Para o farmacêutico, o sistema precisa de uma correção de rumos que traga de volta alguns eixos do projeto original da reforma sanitária. Primeiro, diz, é preciso superar o modelo de atenção centrado nos hospitais, no profissional médico e na medicina curativa. Depois, redefinir o modelo de gestão, com apoio e verbas do Ministério da Saúde para o fortalecimento da atenção primária nos municípios — a fim de melhorar a rede física, a contratação de pessoal e a compra de equipamentos.

Ele também pede que as carreiras do SUS sejam priorizadas, para dar fim à precarização do trabalho, e logo opina que o projeto das fundações estatais acentuará o problema. “Precisamos de um modelo que reverta o processo de privatização da saúde em todos os aspectos: na média e alta complexidade, pela contratação de empresas; na atenção primária, inclusive terceirizando a gestão com Oscips e OSs”.

Apesar de todas as limitações, o SUS conseguiu avançar nesses 20 anos, afirma Gilson Carvalho. “Temos agora que expandir e consolidar seus princípios em todos os rincões brasileiros”. Ao comparar o passado e o presente, Gilson mantém a esperança: “Só de ter visto a precariedade da saúde 40, 30, 20 anos atrás, não tenho o direito de desanimar”, resiste o sanitarista. “Preciso ter entusiasmo com o que já se conseguiu”. (K.M.) è

Pontos que exigem demarcação,
segundo Lenir e Odorico

• Rede interfederativa de serviços: a Constituição, tanto quanto a Lei 8.080/90, impõe a regionalização como forma organizativa do SUS, sem, contudo, conceituá-la — os dirigentes de saúde precisam assumir compromissos públicos de cunho técnico, financeiro e gerencial, que visem corrigir as desigualdades territoriais, promover a eqüidade e a integralidade da atenção, racionalizar os gastos e otimizar recursos.

• Direção única: falta conceituação legal. A direção única deve pressupor que os dirigentes da saúde tenham, em sua circunscrição geográfica, a condução política do sistema de saúde, mesmo quando a titularidade dos serviços ali existentes for de propriedade de outra esfera de governo ou de execução contratada ou conveniada.

• Acesso regulado: o acesso a ações e serviços de saúde deve ser garantido a todos que respeitem as portas de entrada do sistema, a serem definidas pelo condutor do SUS estadual. “Não se pode admitir que o SUS se transforme em serviço de saúde fragmentado e complementar ao setor privado”.

• Integralidade da assistência: sua regulamentação depende de padrão técnico e científico, a ser definido por União e estados. “A União, em seu papel de editar normas gerais e principiológicas do sistema, deverá estabelecer critérios e parâmetros que os estados devem observar na regulamentação do tema”. A pactuação do padrão de integralidade que será ofertado pelo SUS, de acordo com os recursos orçamentários — observada a EC 29 —, deverá ser realizada por consenso no colegiado interfederativo.
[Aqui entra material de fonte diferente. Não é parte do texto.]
//! Context assembly: turning retrieved matches into a prompt context.

use tracing::debug;

use crate::config::RagConfig;
use crate::document::ScoredChunk;
use crate::error::{RagError, Result};

/// The assembled prompt context plus how many leading matches made it in.
///
/// `used` is always a prefix length of the input match list, so the
/// pipeline can report exactly the matches that back the answer.
#[derive(Debug, Clone)]
pub struct AssembledContext {
    /// The concatenated context string.
    pub text: String,
    /// Number of leading matches included in `text`.
    pub used: usize,
}

/// Concatenates retrieved chunk texts into a single prompt context.
///
/// Each match becomes a block headed by its source document (the
/// original filename when the chunk metadata carries one), and blocks are
/// joined by a deterministic delimiter. The overall character budget is
/// enforced by dropping lowest-ranked matches whole; an individual
/// chunk's text is never cut mid-sentence.
#[derive(Debug, Clone)]
pub struct ContextAssembler {
    delimiter: String,
    max_chars: usize,
}

impl ContextAssembler {
    /// Create an assembler with the given block delimiter and character
    /// budget.
    pub fn new(delimiter: impl Into<String>, max_chars: usize) -> Self {
        Self { delimiter: delimiter.into(), max_chars }
    }

    /// Create an assembler from an already-validated [`RagConfig`].
    pub fn from_config(config: &RagConfig) -> Self {
        Self::new(config.context_delimiter.clone(), config.max_context_chars)
    }

    /// Assemble the context from matches already ordered by descending
    /// score. The caller-given order is preserved.
    ///
    /// The highest-ranked match is always included, even if its block
    /// alone exceeds the budget; every further match is dropped as soon
    /// as the budget would be exceeded.
    ///
    /// # Errors
    ///
    /// Returns [`RagError::EmptyContext`] when given zero matches. The
    /// caller decides, per its configured policy, whether to generate
    /// without context or answer that no relevant information was found.
    pub fn assemble(&self, matches: &[ScoredChunk]) -> Result<AssembledContext> {
        if matches.is_empty() {
            return Err(RagError::EmptyContext);
        }

        let delimiter_len = self.delimiter.chars().count();
        let mut text = String::new();
        let mut char_count = 0usize;
        let mut used = 0usize;

        for m in matches {
            let block = format_block(m);
            let block_len = block.chars().count();
            let added = if used == 0 { block_len } else { block_len + delimiter_len };
            if used > 0 && char_count + added > self.max_chars {
                break;
            }
            if used > 0 {
                text.push_str(&self.delimiter);
            }
            text.push_str(&block);
            char_count += added;
            used += 1;
        }

        debug!(used, dropped = matches.len() - used, char_count, "context assembled");
        Ok(AssembledContext { text, used })
    }
}

/// One context block: a source header followed by the chunk text.
fn format_block(m: &ScoredChunk) -> String {
    let source = m
        .chunk
        .metadata
        .get("filename")
        .map_or_else(|| m.chunk.document_id.as_str(), String::as_str);
    format!("--- [Document: {source}] ---\n{}", m.chunk.text)
}
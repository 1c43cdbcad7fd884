//! Boundary-aware document segmentation.
//!
//! The [`Segmenter`] splits document text into overlapping chunks,
//! preferring to cut at natural boundaries near the chunk limit instead of
//! mid-word. The boundary search is a heuristic scan over a fixed lookback
//! window, not a sentence splitter: candidate delimiters are tried in
//! priority order (`.`, then newline, then any whitespace), and priority
//! dominates distance within the window.

use tracing::debug;

use crate::config::RagConfig;
use crate::document::{Chunk, Document};
use crate::error::{RagError, Result};

/// How far back (in characters) from the candidate cut point to search
/// for a natural boundary.
const BOUNDARY_LOOKBACK: usize = 100;

/// Splits document text into overlapping, boundary-aware chunks.
///
/// Sizes are measured in characters, so multi-byte text never gets cut on
/// a non-boundary. Construction validates that `overlap < chunk_size`;
/// per-call code relies on that invariant.
///
/// # Example
///
/// ```rust,ignore
/// use ragcore::{Document, Segmenter};
///
/// let segmenter = Segmenter::new(1000, 200)?;
/// let chunks = segmenter.segment(&Document::new("doc_1", text));
/// ```
#[derive(Debug, Clone)]
pub struct Segmenter {
    chunk_size: usize,
    overlap: usize,
}

impl Segmenter {
    /// Create a new `Segmenter`.
    ///
    /// # Errors
    ///
    /// Returns [`RagError::InvalidConfiguration`] if `chunk_size` is zero
    /// or `overlap >= chunk_size`.
    pub fn new(chunk_size: usize, overlap: usize) -> Result<Self> {
        if chunk_size == 0 {
            return Err(RagError::InvalidConfiguration(
                "chunk_size must be greater than zero".to_string(),
            ));
        }
        if overlap >= chunk_size {
            return Err(RagError::InvalidConfiguration(format!(
                "overlap ({overlap}) must be less than chunk_size ({chunk_size})"
            )));
        }
        Ok(Self { chunk_size, overlap })
    }

    /// Create a `Segmenter` from an already-validated [`RagConfig`].
    pub fn from_config(config: &RagConfig) -> Result<Self> {
        Self::new(config.chunk_size, config.chunk_overlap)
    }

    /// Split a document into chunks.
    ///
    /// Returns an empty `Vec` for empty or whitespace-only text, and
    /// exactly one chunk for text no longer than `chunk_size`. Each chunk
    /// carries the document's metadata plus `chunk_index`, `total_chunks`,
    /// and the char offsets (`start_offset`, `end_offset`) of its
    /// unstripped span. Embeddings are attached later by the pipeline.
    pub fn segment(&self, document: &Document) -> Vec<Chunk> {
        let spans = self.split_spans(&document.text);
        let total = spans.len();

        let chunks: Vec<Chunk> = spans
            .into_iter()
            .enumerate()
            .map(|(i, span)| {
                let mut metadata = document.metadata.clone();
                metadata.insert("chunk_index".to_string(), i.to_string());
                metadata.insert("total_chunks".to_string(), total.to_string());
                metadata.insert("start_offset".to_string(), span.start.to_string());
                metadata.insert("end_offset".to_string(), span.end.to_string());
                Chunk {
                    id: format!("{}_{i}", document.id),
                    text: span.text,
                    sequence_index: i,
                    document_id: document.id.clone(),
                    metadata,
                    embedding: Vec::new(),
                }
            })
            .collect();

        debug!(document.id = %document.id, chunk_count = chunks.len(), "segmented document");
        chunks
    }

    /// One pass over the text producing trimmed spans. Offsets are char
    /// indices into the original text; whitespace-only slices are skipped.
    fn split_spans(&self, text: &str) -> Vec<Span> {
        let indexed: Vec<(usize, char)> = text.char_indices().collect();
        let char_count = indexed.len();
        if char_count == 0 {
            return Vec::new();
        }
        let byte_at =
            |char_idx: usize| if char_idx == char_count { text.len() } else { indexed[char_idx].0 };

        let mut spans = Vec::new();
        let mut start = 0usize;

        loop {
            let mut end = (start + self.chunk_size).min(char_count);

            if end < char_count {
                let window_start = end.saturating_sub(BOUNDARY_LOOKBACK).max(start);
                if let Some(boundary) = find_boundary(&indexed, window_start, end) {
                    end = boundary + 1;
                }
            }

            let raw = &text[byte_at(start)..byte_at(end)];
            let trimmed = raw.trim();
            if !trimmed.is_empty() {
                spans.push(Span { text: trimmed.to_string(), start, end });
            }

            if end == char_count {
                break;
            }

            // Never move backward or stall: the next start must strictly
            // exceed the previous one.
            let next = end.saturating_sub(self.overlap);
            start = if next > start { next } else { end };
        }

        spans
    }
}

/// A trimmed slice of the source text together with the char offsets of
/// its unstripped span.
struct Span {
    text: String,
    start: usize,
    end: usize,
}

/// Search backward through chars `[window_start, end)` for the best cut
/// point. Candidate delimiters are tried in priority order; within one
/// class the match nearest to `end` wins.
fn find_boundary(indexed: &[(usize, char)], window_start: usize, end: usize) -> Option<usize> {
    let scan = |matches: fn(char) -> bool| {
        (window_start..end).rev().find(|&i| matches(indexed[i].1))
    };
    scan(|c| c == '.')
        .or_else(|| scan(|c| c == '\n'))
        .or_else(|| scan(char::is_whitespace))
}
• Colegiado interfederativo: este deverá ser regulado quanto a suas atribuições. “Leis, no sentido formal, não darão conta de disciplinar algumas questões do SUS, entre elas a própria divisão de competências, uma vez que as redes de saúde são móveis e não fixas”.
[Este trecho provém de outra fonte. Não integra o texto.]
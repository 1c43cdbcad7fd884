//! Pipeline orchestration: ingestion and query sequencing with per-phase
//! timing.
//!
//! The [`RagPipeline`] composes an [`EmbeddingProvider`], a
//! [`VectorStore`], and a [`GenerationProvider`] with the crate's own
//! [`Segmenter`], [`Retriever`], and [`ContextAssembler`]. Each query runs
//! strictly embed → retrieve → assemble → generate; each ingestion runs
//! segment → batch-embed → upsert. Every external call is bounded by the
//! configured request timeout.
//!
//! # Example
//!
//! ```rust,ignore
//! use std::sync::Arc;
//! use ragcore::{RagPipeline, RagConfig, InMemoryVectorStore, Document, QueryRequest};
//!
//! let pipeline = RagPipeline::builder()
//!     .config(RagConfig::default())
//!     .embedding_provider(Arc::new(embedder))
//!     .vector_store(Arc::new(InMemoryVectorStore::new()))
//!     .generation_provider(Arc::new(generator))
//!     .build()?;
//!
//! pipeline.create_collection("docs").await?;
//! pipeline.ingest("docs", &document).await?;
//! let result = pipeline.query("docs", &QueryRequest::new("What is covered?")).await?;
//! ```

use std::sync::Arc;
use std::time::Instant;

use tracing::{info, warn};

use crate::chunking::Segmenter;
use crate::config::{EmptyContextPolicy, RagConfig};
use crate::context::ContextAssembler;
use crate::document::Document;
use crate::embedding::EmbeddingProvider;
use crate::error::{RagError, Result};
use crate::generation::GenerationProvider;
use crate::query::{IngestReport, QueryMetadata, QueryRequest, QueryResult, SourceRef};
use crate::retriever::Retriever;
use crate::vectorstore::VectorStore;

/// Answer returned when no match passes the threshold and the policy is
/// [`EmptyContextPolicy::InsufficientInformation`].
const NO_CONTEXT_ANSWER: &str =
    "I could not find relevant information in the uploaded documents to answer that question.";

/// The RAG pipeline orchestrator.
///
/// Holds only `Arc`s and owned configuration, and every operation takes
/// `&self`, so one pipeline can serve many concurrent requests; awaiting
/// a slow gateway never stalls unrelated tasks. Dropping an in-flight
/// query discards its work without observable partial results.
pub struct RagPipeline {
    config: RagConfig,
    embedding_provider: Arc<dyn EmbeddingProvider>,
    vector_store: Arc<dyn VectorStore>,
    generation_provider: Arc<dyn GenerationProvider>,
    segmenter: Segmenter,
    retriever: Retriever,
    assembler: ContextAssembler,
}

impl std::fmt::Debug for RagPipeline {
    fn fmt(&self, f: &mut std::fmt::Formatter<'_>) -> std::fmt::Result {
        f.debug_struct("RagPipeline")
            .field("config", &self.config)
            .finish_non_exhaustive()
    }
}

impl RagPipeline {
    /// Create a new [`RagPipelineBuilder`].
    pub fn builder() -> RagPipelineBuilder {
        RagPipelineBuilder::default()
    }

    /// Return a reference to the pipeline configuration.
    pub fn config(&self) -> &RagConfig {
        &self.config
    }

    /// Create a named collection in the vector store, sized to the
    /// embedding gateway's dimensionality.
    pub async fn create_collection(&self, name: &str) -> Result<()> {
        let dimensions = self.embedding_provider.dimensions();
        self.vector_store.create_collection(name, dimensions).await
    }

    /// Delete a named collection and all its data.
    pub async fn delete_collection(&self, name: &str) -> Result<()> {
        self.vector_store.delete_collection(name).await
    }

    /// Delete a document and all its chunks from a collection.
    ///
    /// After this returns, no query against the collection can surface
    /// the document's chunks.
    pub async fn delete_document(&self, collection: &str, document_id: &str) -> Result<()> {
        self.vector_store.delete_document(collection, document_id).await?;
        info!(collection, document_id, "deleted document");
        Ok(())
    }

    /// Ingest a document: segment → batch-embed → upsert.
    ///
    /// All chunk texts go to the embedding gateway in one batch call, and
    /// all (vector, chunk) pairs reach the store in one document-scoped
    /// upsert, so re-ingesting the same document id replaces its chunks
    /// and a failed ingestion leaves nothing discoverable. Documents that
    /// segment to zero chunks skip both gateway calls.
    pub async fn ingest(&self, collection: &str, document: &Document) -> Result<IngestReport> {
        let started = Instant::now();

        let mut chunks = self.segmenter.segment(document);
        if chunks.is_empty() {
            info!(document.id = %document.id, chunk_count = 0, "ingested empty document");
            return Ok(IngestReport {
                document_id: document.id.clone(),
                chunk_count: 0,
                processing_time_ms: elapsed_ms(started),
            });
        }

        let texts: Vec<&str> = chunks.iter().map(|c| c.text.as_str()).collect();
        let embeddings = self
            .bounded(self.embedding_provider.embed_batch(&texts), || RagError::EmbeddingUnavailable {
                provider: "timeout".to_string(),
                message: timeout_message(&self.config),
            })
            .await?;
        for (chunk, embedding) in chunks.iter_mut().zip(embeddings) {
            chunk.embedding = embedding;
        }

        self.bounded(
            self.vector_store.upsert_document(collection, &document.id, &chunks),
            || RagError::VectorStore {
                backend: "timeout".to_string(),
                message: timeout_message(&self.config),
            },
        )
        .await?;

        let report = IngestReport {
            document_id: document.id.clone(),
            chunk_count: chunks.len(),
            processing_time_ms: elapsed_ms(started),
        };
        info!(
            document.id = %report.document_id,
            chunk_count = report.chunk_count,
            processing_time_ms = report.processing_time_ms,
            "ingested document"
        );
        Ok(report)
    }

    /// Answer a question: embed → retrieve → assemble → generate.
    ///
    /// Phases run strictly in order; a failure in any phase terminates
    /// the query with an error that reports the phase (see
    /// [`RagError::phase`]). When no match passes the threshold, the
    /// configured [`EmptyContextPolicy`] decides between a fixed
    /// insufficient-information answer and context-free generation.
    pub async fn query(&self, collection: &str, request: &QueryRequest) -> Result<QueryResult> {
        if request.question.trim().is_empty() {
            return Err(RagError::InvalidRequest("question must not be empty".to_string()));
        }
        let top_k = request.top_k.unwrap_or(self.config.top_k);
        let score_threshold = request.score_threshold.unwrap_or(self.config.score_threshold);
        if top_k == 0 {
            return Err(RagError::InvalidRequest("top_k must be greater than zero".to_string()));
        }

        let started = Instant::now();

        // Embed the question in a single gateway call.
        let embed_started = Instant::now();
        let query_vector = self
            .bounded(self.embedding_provider.embed(&request.question), || {
                RagError::EmbeddingUnavailable {
                    provider: "timeout".to_string(),
                    message: timeout_message(&self.config),
                }
            })
            .await?;
        let embedding_time_ms = elapsed_ms(embed_started);

        // Retrieve ranked matches, filter-then-truncate.
        let retrieval_started = Instant::now();
        let matches = self
            .bounded(
                self.retriever.retrieve(collection, &query_vector, top_k, score_threshold),
                || RagError::RetrievalUnavailable(timeout_message(&self.config)),
            )
            .await?;
        let retrieval_time_ms = elapsed_ms(retrieval_started);

        match matches.first() {
            Some(top) => {
                info!(match_count = matches.len(), top_score = top.score, "retrieval complete")
            }
            None => warn!(score_threshold, "no matches passed the score threshold"),
        }

        // Assemble the context; the empty-context policy decides what an
        // empty match set means.
        let (context, used) = match self.assembler.assemble(&matches) {
            Ok(assembled) => (assembled.text, assembled.used),
            Err(RagError::EmptyContext) => match self.config.empty_context_policy {
                EmptyContextPolicy::InsufficientInformation => {
                    info!("empty context, answering without generation");
                    return Ok(QueryResult {
                        answer: NO_CONTEXT_ANSWER.to_string(),
                        sources: Vec::new(),
                        metadata: QueryMetadata {
                            embedding_time_ms,
                            retrieval_time_ms,
                            generation_time_ms: 0.0,
                            total_time_ms: elapsed_ms(started),
                            chunks_retrieved: 0,
                        },
                    });
                }
                EmptyContextPolicy::ProceedWithoutContext => (String::new(), 0),
            },
            Err(e) => return Err(e),
        };

        // Generate the answer.
        let generation_started = Instant::now();
        let answer = self
            .bounded(self.generation_provider.generate(&request.question, &context), || {
                RagError::GenerationUnavailable {
                    provider: "timeout".to_string(),
                    message: timeout_message(&self.config),
                }
            })
            .await?;
        let generation_time_ms = elapsed_ms(generation_started);

        let sources: Vec<SourceRef> = matches[..used].iter().map(SourceRef::from).collect();
        let result = QueryResult {
            answer,
            sources,
            metadata: QueryMetadata {
                embedding_time_ms,
                retrieval_time_ms,
                generation_time_ms,
                total_time_ms: elapsed_ms(started),
                chunks_retrieved: matches.len(),
            },
        };
        info!(
            chunks_retrieved = result.metadata.chunks_retrieved,
            sources = result.sources.len(),
            total_time_ms = result.metadata.total_time_ms,
            "query complete"
        );
        Ok(result)
    }

    /// Await `fut` for at most the configured request timeout.
    async fn bounded<T, F>(&self, fut: F, on_timeout: impl FnOnce() -> RagError) -> Result<T>
    where
        F: Future<Output = Result<T>>,
    {
        match tokio::time::timeout(self.config.request_timeout, fut).await {
            Ok(result) => result,
            Err(_) => Err(on_timeout()),
        }
    }
}

fn elapsed_ms(started: Instant) -> f64 {
    let ms = started.elapsed().as_secs_f64() * 1000.0;
    (ms * 100.0).round() / 100.0
}

fn timeout_message(config: &RagConfig) -> String {
    format!("call exceeded the {:?} request timeout", config.request_timeout)
}

/// Builder for constructing a [`RagPipeline`].
///
/// The configuration defaults to [`RagConfig::default()`]; the three
/// gateway providers are required. [`build()`](RagPipelineBuilder::build)
/// validates the configuration once, so per-request code never re-checks
/// it.
#[derive(Default)]
pub struct RagPipelineBuilder {
    config: Option<RagConfig>,
    embedding_provider: Option<Arc<dyn EmbeddingProvider>>,
    vector_store: Option<Arc<dyn VectorStore>>,
    generation_provider: Option<Arc<dyn GenerationProvider>>,
}

impl RagPipelineBuilder {
    /// Set the pipeline configuration.
    pub fn config(mut self, config: RagConfig) -> Self {
        self.config = Some(config);
        self
    }

    /// Set the embedding gateway.
    pub fn embedding_provider(mut self, provider: Arc<dyn EmbeddingProvider>) -> Self {
        self.embedding_provider = Some(provider);
        self
    }

    /// Set the vector store backend.
    pub fn vector_store(mut self, store: Arc<dyn VectorStore>) -> Self {
        self.vector_store = Some(store);
        self
    }

    /// Set the generation gateway.
    pub fn generation_provider(mut self, provider: Arc<dyn GenerationProvider>) -> Self {
        self.generation_provider = Some(provider);
        self
    }

    /// Build the [`RagPipeline`], validating configuration and required
    /// fields.
    ///
    /// # Errors
    ///
    /// Returns [`RagError::InvalidConfiguration`] if a required provider
    /// is missing or the configuration fails validation.
    pub fn build(self) -> Result<RagPipeline> {
        let config = self.config.unwrap_or_default();
        config.validate()?;
        let embedding_provider = self.embedding_provider.ok_or_else(|| {
            RagError::InvalidConfiguration("embedding_provider is required".to_string())
        })?;
        let vector_store = self
            .vector_store
            .ok_or_else(|| RagError::InvalidConfiguration("vector_store is required".to_string()))?;
        let generation_provider = self.generation_provider.ok_or_else(|| {
            RagError::InvalidConfiguration("generation_provider is required".to_string())
        })?;

        let segmenter = Segmenter::from_config(&config)?;
        let retriever = Retriever::new(Arc::clone(&vector_store));
        let assembler = ContextAssembler::from_config(&config);

        Ok(RagPipeline {
            config,
            embedding_provider,
            vector_store,
            generation_provider,
            segmenter,
            retriever,
            assembler,
        })
    }
}

#[cfg(test)]
mod tests {
    use super::*;

    #[test]
    fn builder_requires_all_providers() {
        let err = RagPipeline::builder().build().unwrap_err();
        assert!(matches!(err, RagError::InvalidConfiguration(_)));
    }

    #[test]
    fn builder_rejects_invalid_config() {
        let config =
            RagConfig { chunk_size: 10, chunk_overlap: 10, ..RagConfig::default() };
        let err = RagPipeline::builder().config(config).build().unwrap_err();
        assert!(matches!(err, RagError::InvalidConfiguration(_)));
    }
}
• Representação institucional dos conselhos de secretários: apesar da legitimidade da representação institucional dos secretários de saúde, como Conass, Conasems e os Cosems, esses entes precisam ser reconhecidos formalmente.

• Assistência farmacêutica: precisa ser regulada, para que o SUS não se transforme em imensa farmácia pública e quebre o conceito de integralidade da assistência. “Somente pacientes em tratamento nos serviços públicos de saúde devem ter acesso a medicamentos, ministrados por médicos da rede pública, de acordo com os protocolos farmacológicos públicos”.
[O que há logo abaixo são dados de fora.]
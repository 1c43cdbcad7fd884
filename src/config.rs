//! Configuration for the RAG pipeline.

use std::time::Duration;

use serde::{Deserialize, Serialize};

use crate::error::{RagError, Result};

/// What the pipeline does when no retrieved match passes the score
/// threshold and there is no context to assemble.
#[derive(Debug, Clone, Copy, Default, Serialize, Deserialize, PartialEq, Eq)]
#[serde(rename_all = "snake_case")]
pub enum EmptyContextPolicy {
    /// Short-circuit generation and answer that the documents contain no
    /// relevant information.
    #[default]
    InsufficientInformation,
    /// Invoke the generation gateway with an empty context string and let
    /// it answer from general knowledge.
    ProceedWithoutContext,
}

/// Configuration parameters for chunking, retrieval, and context assembly.
///
/// Construct via [`RagConfig::builder()`] to get construction-time
/// validation; per-call code assumes a valid configuration.
#[derive(Debug, Clone, Serialize, Deserialize, PartialEq)]
pub struct RagConfig {
    /// Maximum chunk size in characters.
    pub chunk_size: usize,
    /// Number of overlapping characters between consecutive chunks.
    pub chunk_overlap: usize,
    /// Default number of top results to retain per query.
    pub top_k: usize,
    /// Default minimum similarity score; matches below it are discarded.
    pub score_threshold: f32,
    /// Overall character budget for the assembled context.
    pub max_context_chars: usize,
    /// Separator placed between chunk texts in the assembled context.
    pub context_delimiter: String,
    /// Behavior when no match passes the score threshold.
    pub empty_context_policy: EmptyContextPolicy,
    /// Bounded wait applied to every external gateway call.
    pub request_timeout: Duration,
}

impl Default for RagConfig {
    fn default() -> Self {
        Self {
            chunk_size: 1000,
            chunk_overlap: 200,
            top_k: 5,
            score_threshold: 0.5,
            max_context_chars: 12_000,
            context_delimiter: "\n\n".to_string(),
            empty_context_policy: EmptyContextPolicy::default(),
            request_timeout: Duration::from_secs(30),
        }
    }
}

impl RagConfig {
    /// Create a new builder for constructing a validated [`RagConfig`].
    pub fn builder() -> RagConfigBuilder {
        RagConfigBuilder::default()
    }

    /// Validate that the parameters are internally consistent.
    ///
    /// # Errors
    ///
    /// Returns [`RagError::InvalidConfiguration`] if:
    /// - `chunk_size == 0`
    /// - `chunk_overlap >= chunk_size`
    /// - `top_k == 0`
    /// - `max_context_chars == 0`
    /// - `request_timeout` is zero
    pub fn validate(&self) -> Result<()> {
        if self.chunk_size == 0 {
            return Err(RagError::InvalidConfiguration(
                "chunk_size must be greater than zero".to_string(),
            ));
        }
        if self.chunk_overlap >= self.chunk_size {
            return Err(RagError::InvalidConfiguration(format!(
                "chunk_overlap ({}) must be less than chunk_size ({})",
                self.chunk_overlap, self.chunk_size
            )));
        }
        if self.top_k == 0 {
            return Err(RagError::InvalidConfiguration(
                "top_k must be greater than zero".to_string(),
            ));
        }
        if self.max_context_chars == 0 {
            return Err(RagError::InvalidConfiguration(
                "max_context_chars must be greater than zero".to_string(),
            ));
        }
        if self.request_timeout.is_zero() {
            return Err(RagError::InvalidConfiguration(
                "request_timeout must be non-zero".to_string(),
            ));
        }
        Ok(())
    }
}

/// Builder for constructing a validated [`RagConfig`].
#[derive(Debug, Clone, Default)]
pub struct RagConfigBuilder {
    config: RagConfig,
}

impl RagConfigBuilder {
    /// Set the maximum chunk size in characters.
    pub fn chunk_size(mut self, size: usize) -> Self {
        self.config.chunk_size = size;
        self
    }

    /// Set the overlap between consecutive chunks in characters.
    pub fn chunk_overlap(mut self, overlap: usize) -> Self {
        self.config.chunk_overlap = overlap;
        self
    }

    /// Set the default number of top results to retain per query.
    pub fn top_k(mut self, k: usize) -> Self {
        self.config.top_k = k;
        self
    }

    /// Set the default minimum similarity score for retrieved matches.
    pub fn score_threshold(mut self, threshold: f32) -> Self {
        self.config.score_threshold = threshold;
        self
    }

    /// Set the overall character budget for the assembled context.
    pub fn max_context_chars(mut self, chars: usize) -> Self {
        self.config.max_context_chars = chars;
        self
    }

    /// Set the separator placed between chunk texts in the context.
    pub fn context_delimiter(mut self, delimiter: impl Into<String>) -> Self {
        self.config.context_delimiter = delimiter.into();
        self
    }

    /// Set the behavior when no match passes the score threshold.
    pub fn empty_context_policy(mut self, policy: EmptyContextPolicy) -> Self {
        self.config.empty_context_policy = policy;
        self
    }

    /// Set the bounded wait applied to every external gateway call.
    pub fn request_timeout(mut self, timeout: Duration) -> Self {
        self.config.request_timeout = timeout;
        self
    }

    /// Build the [`RagConfig`], validating that parameters are consistent.
    ///
    /// # Errors
    ///
    /// Returns [`RagError::InvalidConfiguration`] on the conditions listed
    /// in [`RagConfig::validate`].
    pub fn build(self) -> Result<RagConfig> {
        self.config.validate()?;
        Ok(self.config)
    }
}

#[cfg(test)]
mod tests {
    use super::*;

    #[test]
    fn default_config_is_valid() {
        assert!(RagConfig::default().validate().is_ok());
    }

    #[test]
    fn overlap_must_be_smaller_than_chunk_size() {
        let err = RagConfig::builder().chunk_size(100).chunk_overlap(100).build().unwrap_err();
        assert!(matches!(err, RagError::InvalidConfiguration(_)));

        let err = RagConfig::builder().chunk_size(100).chunk_overlap(150).build().unwrap_err();
        assert!(matches!(err, RagError::InvalidConfiguration(_)));
    }

    #[test]
    fn zero_chunk_size_rejected() {
        let err = RagConfig::builder().chunk_size(0).chunk_overlap(0).build().unwrap_err();
        assert!(matches!(err, RagError::InvalidConfiguration(_)));
    }

    #[test]
    fn zero_top_k_rejected() {
        let err = RagConfig::builder().top_k(0).build().unwrap_err();
        assert!(matches!(err, RagError::InvalidConfiguration(_)));
    }

    #[test]
    fn builder_sets_all_fields() {
        let config = RagConfig::builder()
            .chunk_size(500)
            .chunk_overlap(50)
            .top_k(3)
            .score_threshold(0.7)
            .max_context_chars(4000)
            .context_delimiter("\n---\n")
            .empty_context_policy(EmptyContextPolicy::ProceedWithoutContext)
            .request_timeout(Duration::from_secs(10))
            .build()
            .unwrap();

        assert_eq!(config.chunk_size, 500);
        assert_eq!(config.chunk_overlap, 50);
        assert_eq!(config.top_k, 3);
        assert_eq!(config.score_threshold, 0.7);
        assert_eq!(config.max_context_chars, 4000);
        assert_eq!(config.context_delimiter, "\n---\n");
        assert_eq!(config.empty_context_policy, EmptyContextPolicy::ProceedWithoutContext);
        assert_eq!(config.request_timeout, Duration::from_secs(10));
    }
}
• Transferências intergovernamentais: as transferências de recursos da União a estados e municípios e de estados para municípios precisam ser definidas legalmente.

• Serviços privados de assistência à saúde: as condições para a instalação de serviços privados deveriam observar o planejamento público, o mapa sanitário estadual ou regional e outras normas de planejamento e organização do sistema.

• Contratos de ação pública: modelo de “administração pública contratualista, governo por contrato”. Os consensos dos colegiados interfederativos precisam ser consubstanciados em contratos que disciplinem e organizem a ação da saúde pública em redes regionalizadas.